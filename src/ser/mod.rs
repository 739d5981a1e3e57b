//! Defines everything necessary for avro serialization
//!
//! # For advanced usage
//!
//! You typically want to use top-level functions such as
//! [`to_datum`](crate::to_datum) but access to this may be necessary for
//! more advanced usage.
//!
//! This gives manual access to the type that implements
//! [`serde::Serializer`], and to the writer-side configuration:
//! - [`SerializerConfig::block_length`]: how many array/map items go in each
//!   output block (default 100)
//! - [`SerializerConfig::write_block_size_header`]: whether blocks advertise
//!   their byte size so that readers can skip them (default `true`; both
//!   forms are valid on the wire)
//!
//! Such usage would go as follows:
//! ```
//! let schema: avro_datum::Schema = r#"
//! {
//! 	"namespace": "test",
//! 	"type": "record",
//! 	"name": "Test",
//! 	"fields": [{ "name": "field", "type": "string" }]
//! }
//! "#
//! .parse()
//! .expect("Failed to parse schema");
//!
//! #[derive(serde_derive::Serialize, Debug, PartialEq)]
//! struct Test<'a> {
//! 	field: &'a str,
//! }
//!
//! // Build the struct that will generally serve through serialization
//! let serializer_config = &mut avro_datum::ser::SerializerConfig::new(&schema);
//! let mut serializer_state =
//! 	avro_datum::ser::SerializerState::from_writer(Vec::new(), serializer_config);
//!
//! // It's not the `&mut SerializerState` that implements
//! // `serde::Serializer` directly: that is `DatumSerializer`, built through
//! // `SerializerState::serializer`
//! serde::Serialize::serialize(&Test { field: "foo" }, serializer_state.serializer())
//! 	.expect("Failed to serialize");
//! let serialized = serializer_state.into_writer();
//!
//! assert_eq!(serialized, &[6, 102, 111, 111]);
//!
//! // reuse config & output buffer across serializations for ideal
//! // performance
//! let mut serializer_state = avro_datum::ser::SerializerState::from_writer(
//! 	{
//! 		let mut buf = serialized;
//! 		buf.clear();
//! 		buf
//! 	},
//! 	serializer_config,
//! );
//!
//! serde::Serialize::serialize(&Test { field: "bar" }, serializer_state.serializer())
//! 	.expect("Failed to serialize");
//! let serialized = serializer_state.into_writer();
//!
//! assert_eq!(serialized, &[6, b'b', b'a', b'r']);
//! ```

mod error;
mod serializer;

pub use {error::SerError, serializer::*};

use crate::schema::frozen::Schema;

use {integer_encoding::VarIntWriter, serde::ser::*, std::io::Write};

/// Default number of items per output block for arrays and maps
pub const DEFAULT_BLOCK_LENGTH: usize = 100;

/// All configuration and state necessary for the serialization to run
///
/// Notably holds the writer and a `&mut` [`SerializerConfig`].
///
/// Does not implement [`Serializer`] directly (use
/// [`.serializer`](Self::serializer) to obtain that).
pub struct SerializerState<'c, 's, W> {
	pub(crate) writer: W,
	/// Storing these here for reuse so that we can bypass the allocation,
	/// and statistically obtain buffers that are already the proper length
	/// (since we have used them for previous records)
	pub(crate) config: &'c mut SerializerConfig<'s>,
}

/// Schema + writer knobs + serialization buffers
///
/// Reusing the same `SerializerConfig` across serializations is ideal for
/// performance, as it allows the buffers to be reused to avoid allocations.
pub struct SerializerConfig<'s> {
	pub(crate) buffers: Buffers,
	pub(crate) schema: &'s Schema,
	/// Number of array/map items written per output block
	///
	/// Default is [`DEFAULT_BLOCK_LENGTH`].
	pub block_length: usize,
	/// Whether each non-empty block advertises its byte size
	///
	/// When `true` (the default) blocks are framed as
	/// `[-count, byte_size, items…]`, which lets readers skip whole blocks;
	/// when `false` they are framed as `[count, items…]`. Both forms are
	/// valid on the wire and both are always readable.
	pub write_block_size_header: bool,
}

impl<'s> SerializerConfig<'s> {
	/// Build a new `SerializerConfig` with a given `schema`, default options
	/// and empty serialization buffers
	pub fn new(schema: &'s Schema) -> Self {
		Self {
			schema,
			block_length: DEFAULT_BLOCK_LENGTH,
			write_block_size_header: true,
			buffers: Buffers::default(),
		}
	}

	/// Get the schema that was used when creating this `SerializerConfig`
	pub fn schema(&self) -> &'s Schema {
		self.schema
	}
}

impl<'c, 's, W: Write> SerializerState<'c, 's, W> {
	/// Build a `SerializerState` from a writer and a `SerializerConfig`
	///
	/// This contains all that's needed to perform serialization. Note that
	/// the resulting `SerializerState` does not implement
	/// [`serde::Serializer`] directly: use [`SerializerState::serializer`]
	/// to obtain a `DatumSerializer` that does.
	pub fn from_writer(writer: W, serializer_config: &'c mut SerializerConfig<'s>) -> Self {
		Self {
			writer,
			config: serializer_config,
		}
	}

	/// Obtain the actual [`serde::Serializer`] for this `SerializerState`
	pub fn serializer<'r>(&'r mut self) -> DatumSerializer<'r, 'c, 's, W> {
		DatumSerializer {
			node: self.config.schema.root(),
			state: self,
		}
	}

	pub(crate) fn serializer_at<'r>(
		&'r mut self,
		node: &'s crate::schema::frozen::Node,
	) -> DatumSerializer<'r, 'c, 's, W> {
		DatumSerializer { node, state: self }
	}

	pub(crate) fn write_length_delimited(&mut self, data: &[u8]) -> Result<(), SerError> {
		self.writer
			.write_varint::<i64>(data.len().try_into().map_err(|_| {
				SerError::new(
					"Buffer len does not fit i64 for encoding as length-delimited field size",
				)
			})?)
			.map_err(SerError::io)?;
		self.writer.write_all(data).map_err(SerError::io)
	}
}

impl<W> SerializerState<'_, '_, W> {
	/// Get writer back
	pub fn into_writer(self) -> W {
		self.writer
	}

	/// Get writer by reference
	///
	/// This may be useful to observe the state of the inner buffer, notably
	/// when re-using a `SerializerState` to write multiple objects.
	pub fn writer(&self) -> &W {
		&self.writer
	}

	/// Get writer by mutable reference
	///
	/// This may be useful to clear the inner buffer, when re-using a
	/// `SerializerState`.
	pub fn writer_mut(&mut self) -> &mut W {
		&mut self.writer
	}
}

/// Buffers used during serialization, for reuse across serializations
///
/// In order to avoid allocating even when field reordering or block framing
/// is necessary we preserve the allocations from one record or block to
/// another (even across serializations).
#[derive(Default)]
pub(crate) struct Buffers {
	pub(crate) field_reordering_buffers: Vec<Vec<u8>>,
	pub(crate) block_buffers: Vec<Vec<u8>>,
}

■ ■ ■ ■ ■ ■ ■

Your assignment ▸ Beginning at the line with "pub fn into_writer(self)" and stopping after the line with "(even across serializations).", please write out every line of the data above exactly and nothing else.

Solution to this task ▸
	pub fn into_writer(self) -> W {
		self.writer
	}

	/// Get writer by reference
	///
	/// This may be useful to observe the state of the inner buffer, notably
	/// when re-using a `SerializerState` to write multiple objects.
	pub fn writer(&self) -> &W {
		&self.writer
	}

	/// Get writer by mutable reference
	///
	/// This may be useful to clear the inner buffer, when re-using a
	/// `SerializerState`.
	pub fn writer_mut(&mut self) -> &mut W {
		&mut self.writer
	}
}

/// Buffers used during serialization, for reuse across serializations
///
/// In order to avoid allocating even when field reordering or block framing
/// is necessary we preserve the allocations from one record or block to
/// another (even across serializations).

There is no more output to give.